GOAL OF THE EXERCISE
Some lines hold the string "SourceFile". Copy all of them from the material that follows.

PROVIDED ENTRIES
══════
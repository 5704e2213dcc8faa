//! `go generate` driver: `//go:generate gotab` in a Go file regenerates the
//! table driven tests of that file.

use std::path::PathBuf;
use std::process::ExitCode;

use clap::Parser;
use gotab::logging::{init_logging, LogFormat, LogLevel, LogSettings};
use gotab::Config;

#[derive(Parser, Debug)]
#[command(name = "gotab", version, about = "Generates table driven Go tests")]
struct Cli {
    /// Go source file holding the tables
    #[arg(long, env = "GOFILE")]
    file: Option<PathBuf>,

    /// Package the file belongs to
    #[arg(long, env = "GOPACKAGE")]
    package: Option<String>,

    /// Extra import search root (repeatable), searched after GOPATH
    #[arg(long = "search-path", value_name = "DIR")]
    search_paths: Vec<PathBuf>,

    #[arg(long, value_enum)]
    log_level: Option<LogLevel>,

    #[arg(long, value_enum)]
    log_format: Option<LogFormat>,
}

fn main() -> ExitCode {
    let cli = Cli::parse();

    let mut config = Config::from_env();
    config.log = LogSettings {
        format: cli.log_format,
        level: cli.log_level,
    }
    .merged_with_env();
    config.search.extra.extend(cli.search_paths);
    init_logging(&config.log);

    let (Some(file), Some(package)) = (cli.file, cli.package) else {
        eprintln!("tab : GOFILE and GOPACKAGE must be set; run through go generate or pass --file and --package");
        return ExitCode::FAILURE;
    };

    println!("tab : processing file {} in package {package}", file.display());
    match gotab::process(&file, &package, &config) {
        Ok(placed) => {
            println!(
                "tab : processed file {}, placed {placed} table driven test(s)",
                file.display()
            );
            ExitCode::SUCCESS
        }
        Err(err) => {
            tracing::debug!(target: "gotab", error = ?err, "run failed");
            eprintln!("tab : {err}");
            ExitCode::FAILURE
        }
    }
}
══════
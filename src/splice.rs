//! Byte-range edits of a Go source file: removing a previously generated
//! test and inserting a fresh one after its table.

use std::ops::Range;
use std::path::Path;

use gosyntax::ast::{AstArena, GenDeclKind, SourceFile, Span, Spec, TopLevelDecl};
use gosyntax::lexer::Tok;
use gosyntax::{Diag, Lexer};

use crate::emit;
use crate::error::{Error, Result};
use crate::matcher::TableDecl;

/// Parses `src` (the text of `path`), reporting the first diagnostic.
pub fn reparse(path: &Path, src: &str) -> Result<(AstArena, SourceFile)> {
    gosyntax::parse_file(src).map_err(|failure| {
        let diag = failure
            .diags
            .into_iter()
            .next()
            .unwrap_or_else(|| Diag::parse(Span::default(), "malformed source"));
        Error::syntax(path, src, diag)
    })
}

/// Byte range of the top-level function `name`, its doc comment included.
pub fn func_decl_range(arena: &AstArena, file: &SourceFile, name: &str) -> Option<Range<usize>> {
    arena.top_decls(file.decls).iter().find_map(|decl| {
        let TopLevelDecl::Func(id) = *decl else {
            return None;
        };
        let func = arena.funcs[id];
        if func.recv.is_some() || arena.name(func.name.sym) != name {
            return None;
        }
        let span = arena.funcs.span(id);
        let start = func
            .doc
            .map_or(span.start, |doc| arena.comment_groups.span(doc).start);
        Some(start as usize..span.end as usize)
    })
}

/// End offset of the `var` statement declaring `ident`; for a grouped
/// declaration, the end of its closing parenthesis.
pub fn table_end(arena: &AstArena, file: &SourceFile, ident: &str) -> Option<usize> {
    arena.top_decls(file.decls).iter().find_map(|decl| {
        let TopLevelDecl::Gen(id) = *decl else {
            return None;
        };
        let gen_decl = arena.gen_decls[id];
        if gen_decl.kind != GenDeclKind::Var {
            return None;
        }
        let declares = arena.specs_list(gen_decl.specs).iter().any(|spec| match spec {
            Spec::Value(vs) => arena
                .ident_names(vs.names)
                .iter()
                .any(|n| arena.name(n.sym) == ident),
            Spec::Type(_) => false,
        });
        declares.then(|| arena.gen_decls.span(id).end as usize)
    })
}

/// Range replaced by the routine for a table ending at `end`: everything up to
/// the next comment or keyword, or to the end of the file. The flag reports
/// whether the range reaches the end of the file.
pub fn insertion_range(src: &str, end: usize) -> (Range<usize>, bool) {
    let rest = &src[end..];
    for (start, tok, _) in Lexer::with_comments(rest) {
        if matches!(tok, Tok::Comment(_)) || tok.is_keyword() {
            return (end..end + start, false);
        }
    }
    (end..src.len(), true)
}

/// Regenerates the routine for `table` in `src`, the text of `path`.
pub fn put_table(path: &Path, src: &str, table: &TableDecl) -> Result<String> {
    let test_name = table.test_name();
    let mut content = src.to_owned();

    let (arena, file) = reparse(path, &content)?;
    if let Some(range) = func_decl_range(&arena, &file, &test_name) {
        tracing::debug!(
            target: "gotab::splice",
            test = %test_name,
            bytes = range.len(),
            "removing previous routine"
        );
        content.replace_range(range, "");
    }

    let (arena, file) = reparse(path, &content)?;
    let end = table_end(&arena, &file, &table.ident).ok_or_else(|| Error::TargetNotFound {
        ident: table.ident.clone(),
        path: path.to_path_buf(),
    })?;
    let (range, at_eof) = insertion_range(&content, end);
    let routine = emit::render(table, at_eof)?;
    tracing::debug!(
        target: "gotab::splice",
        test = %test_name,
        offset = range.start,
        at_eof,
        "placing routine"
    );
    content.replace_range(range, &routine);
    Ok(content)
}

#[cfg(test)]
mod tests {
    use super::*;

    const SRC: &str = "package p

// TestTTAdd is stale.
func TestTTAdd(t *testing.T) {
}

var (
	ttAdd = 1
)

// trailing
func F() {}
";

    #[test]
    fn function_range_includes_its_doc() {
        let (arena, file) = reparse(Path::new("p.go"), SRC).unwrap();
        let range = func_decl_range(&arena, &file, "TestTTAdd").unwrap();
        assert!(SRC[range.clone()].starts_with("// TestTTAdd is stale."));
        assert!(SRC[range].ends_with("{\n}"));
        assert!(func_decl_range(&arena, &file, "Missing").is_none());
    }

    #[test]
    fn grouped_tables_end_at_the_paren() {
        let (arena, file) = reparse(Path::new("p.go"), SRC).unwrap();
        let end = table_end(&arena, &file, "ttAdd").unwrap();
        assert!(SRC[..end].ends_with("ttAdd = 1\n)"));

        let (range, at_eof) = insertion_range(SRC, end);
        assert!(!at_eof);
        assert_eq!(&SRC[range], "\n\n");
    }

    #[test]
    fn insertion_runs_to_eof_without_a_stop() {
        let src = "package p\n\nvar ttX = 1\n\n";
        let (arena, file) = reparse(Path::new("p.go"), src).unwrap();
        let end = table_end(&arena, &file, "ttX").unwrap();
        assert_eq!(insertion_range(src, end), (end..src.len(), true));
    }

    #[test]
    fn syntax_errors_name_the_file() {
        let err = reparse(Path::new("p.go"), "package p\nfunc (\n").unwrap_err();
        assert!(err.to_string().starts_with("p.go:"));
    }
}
══════
WRITTEN REPLY
use gosyntax::ast::{AstArena, GenDeclKind, SourceFile, Span, Spec, TopLevelDecl};
pub fn reparse(path: &Path, src: &str) -> Result<(AstArena, SourceFile)> {
pub fn func_decl_range(arena: &AstArena, file: &SourceFile, name: &str) -> Option<Range<usize>> {
pub fn table_end(arena: &AstArena, file: &SourceFile, ident: &str) -> Option<usize> {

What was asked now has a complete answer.